Our Favourite Tiger Photos Show Their Power and Beauty

See how a photographer and conservationist is trying to preserve big cats for future generations.

The most meaningful photographs are the ones that incite change. Photographer and big cat advocate Steve Winter hopes to inspire conservation efforts through his photographs of tigers, to preserve them in the wild for generations to come.

The tiger is critically endangered with only about 3,890 tigers left in the wild. Habitat loss and retaliatory killings are major factors in the loss of tigers throughout Asia. However, the largest threat comes from poachers who target tigers to sell their “parts” for tiger bone wine and tiger skin furniture to harness the mystical powers of the large cat.

“We have no reason to use parts of an endangered species,” said Winter, “The only way you are going to gain any strength or chi of a tiger is to look one in the eye.”

Winter has spent years photographing tigers throughout Asia.
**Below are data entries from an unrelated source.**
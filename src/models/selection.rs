//! Page selection and its resolution against a concrete document.

use serde::{Deserialize, Serialize};

use crate::error::PipelineError;

/// Which pages of a document to process.
///
/// Resolution priority:
///   1. `pages`: explicit page numbers, e.g. [1, 3, 5]
///   2. `page_start`/`page_end`: an inclusive 1-based range
///   3. neither: all pages
#[derive(Debug, Clone, Default, PartialEq, Eq, Serialize, Deserialize)]
pub struct PageSelection {
    /// Explicit page numbers. Takes priority over the range.
    #[serde(default, skip_serializing_if = "Option::is_none")]
    pub pages: Option<Vec<u32>>,
    /// First page of the range (defaults to 1).
    #[serde(default, skip_serializing_if = "Option::is_none")]
    pub page_start: Option<u32>,
    /// Last page of the range, inclusive (defaults to the last page).
    #[serde(default, skip_serializing_if = "Option::is_none")]
    pub page_end: Option<u32>,
}

impl PageSelection {
    /// Select every page.
    pub fn all() -> Self {
        Self::default()
    }

    /// Select an explicit set of pages.
    pub fn pages(pages: Vec<u32>) -> Self {
        Self {
            pages: Some(pages),
            ..Self::default()
        }
    }

    /// Select an inclusive range.
    pub fn range(start: Option<u32>, end: Option<u32>) -> Self {
        Self {
            pages: None,
            page_start: start,
            page_end: end,
        }
    }

    /// Resolve to a strictly ascending list of page numbers in
    /// [1, total_pages]. Out-of-range numbers and inverted ranges are
    /// rejected, never clamped.
    pub fn resolve(&self, total_pages: u32) -> Result<Vec<u32>, PipelineError> {
        if total_pages == 0 {
            return Err(PipelineError::InvalidSelection(
                "document has no pages".to_string(),
            ));
        }

        if let Some(pages) = &self.pages {
            if pages.is_empty() {
                return Err(PipelineError::InvalidSelection(
                    "explicit page list is empty".to_string(),
                ));
            }
            let mut resolved = pages.clone();
            resolved.sort_unstable();
            resolved.dedup();
            for &page in &resolved {
                if page < 1 || page > total_pages {
                    return Err(PipelineError::InvalidSelection(format!(
                        "page {} is outside 1..={}",
                        page, total_pages
                    )));
                }
            }
            return Ok(resolved);
        }

        if self.page_start.is_some() || self.page_end.is_some() {
            let start = self.page_start.unwrap_or(1);
            let end = self.page_end.unwrap_or(total_pages);
            if start < 1 || end > total_pages || start > end {
                return Err(PipelineError::InvalidSelection(format!(
                    "range {}..={} is outside 1..={}",
                    start, end, total_pages
                )));
            }
            return Ok((start..=end).collect());
        }

        Ok((1..=total_pages).collect())
    }

    /// The contiguous range to render, when the selection is range-shaped.
    ///
    /// Explicit page lists return None: the renderer splits the whole
    /// document and the coordinator filters afterwards.
    pub fn render_range(&self) -> Option<(Option<u32>, Option<u32>)> {
        if self.pages.is_some() {
            return None;
        }
        if self.page_start.is_some() || self.page_end.is_some() {
            Some((self.page_start, self.page_end))
        } else {
            None
        }
    }
}
//! Progress events emitted while a document moves through the pipeline.

use std::fmt;

/// The parallel stage rounds a selected page passes through, in order.
#[derive(Debug, Clone, Copy, PartialEq, Eq)]
pub enum PipelinePhase {
    Orientation,
    Skew,
    Recognition,
}

impl fmt::Display for PipelinePhase {
    fn fmt(&self, f: &mut fmt::Formatter<'_>) -> fmt::Result {
        match self {
            Self::Orientation => write!(f, "orientation"),
            Self::Skew => write!(f, "skew"),
            Self::Recognition => write!(f, "recognition"),
        }
    }
}

/// Events emitted during document processing.
#[derive(Debug, Clone)]
pub enum PipelineEvent {
    /// Splitting started for a document of `size_bytes`.
    SplitStarted { filename: String, size_bytes: u64 },
    /// Splitting finished; the selected subset continues.
    SplitCompleted {
        total_pages: u32,
        selected_pages: usize,
        duration_ms: u64,
    },
    /// A stage round is fanning out over the selected pages.
    PhaseStarted {
        phase: PipelinePhase,
        total_pages: usize,
    },
    /// One page finished a stage round.
    PageCompleted {
        phase: PipelinePhase,
        page_number: u32,
    },
    /// One page failed a stage round; the page degrades, the run continues.
    PageFailed {
        phase: PipelinePhase,
        page_number: u32,
        error: String,
    },
    /// A stage round's barrier was reached.
    PhaseCompleted {
        phase: PipelinePhase,
        duration_ms: u64,
        /// Pages that actually received a correction in this round
        /// (rotations applied, deskews applied, pages with text).
        corrected: usize,
    },
    /// The report was assembled and coordinates registered.
    Completed {
        doc_id: String,
        pages: usize,
        duration_ms: u64,
    },
}
//! 모든 핸들러에서 공유되는 애플리케이션 상태.

use chrono::{DateTime, Utc};
use market_data::AnalysisStore;
use std::sync::Arc;

/// 애플리케이션 공유 상태.
#[derive(Clone)]
pub struct AppState {
    /// 분석 조회 저장소
    pub store: Arc<dyn AnalysisStore>,
    /// API 버전
    pub version: String,
    /// 서버 시작 시각
    pub started_at: DateTime<Utc>,
}

impl AppState {
    pub fn new(store: Arc<dyn AnalysisStore>) -> Self {
        Self {
            store,
            version: env!("CARGO_PKG_VERSION").to_string(),
            started_at: Utc::now(),
        }
    }

    /// 서버 업타임 (초)
    pub fn uptime_secs(&self) -> i64 {
        Utc::now().signed_duration_since(self.started_at).num_seconds()
    }

    /// 저장소 연결 상태 확인.
    pub async fn is_store_healthy(&self) -> bool {
        self.store.ping().await.is_ok()
    }
}
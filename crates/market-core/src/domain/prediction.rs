//! 외부 예측 서비스가 기록한 예측 레코드 (읽기 전용).

use chrono::{DateTime, Utc};
use rust_decimal::Decimal;
use serde::{Deserialize, Serialize};

/// 예측 레코드.
#[derive(Debug, Clone, PartialEq, Serialize, Deserialize)]
#[cfg_attr(feature = "sqlx-support", derive(sqlx::FromRow))]
#[cfg_attr(feature = "utoipa-support", derive(utoipa::ToSchema))]
pub struct PredictionRecord {
    pub id: i64,
    pub symbol: Option<String>,
    pub model_name: Option<String>,
    /// 예측 기간 (년)
    pub horizon_years: i32,
    /// 기대 수익률
    pub expected_return: Option<Decimal>,
    /// 신뢰도
    pub confidence: Option<Decimal>,
    /// 예측 기준 시각
    pub as_of_utc: DateTime<Utc>,
    pub input_snapshot_id: Option<i64>,
    /// 모델별 부가 정보
    #[cfg_attr(feature = "utoipa-support", schema(value_type = Option<Object>))]
    pub extra_meta: Option<serde_json::Value>,
    pub created_at: DateTime<Utc>,
}
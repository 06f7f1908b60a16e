//! 공통 타입 정의.

pub mod symbol;

pub use symbol::{dedup_symbols, Symbol};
He spends more time with the large cat than any other animal on the face of the earth. Winter discusses his love for tigers and the urgent need to protect this large cat.

What is so fascinating about tigers?

They have this certain majesty about them. When you look into their eyes you can’t help but be in awe and be moved emotionally. And I have been lucky enough to be around them in places where I can see them and then in other places where I could not see them where you could only get pictures with remote cameras.

What are some of the challenges you face when photographing tigers?

We don’t need pretty pictures. Pretty pictures aren’t going to save tigers. We have so many pictures of tigers how are we going to show them in a different light? My goals are to get pictures people haven’t seen before. If we can get something that excites people than that’s good. It’s a positive step towards getting people to not forget about this magnificent species.

Can you describe what it is like to see a tiger in its natural environment in the jungle?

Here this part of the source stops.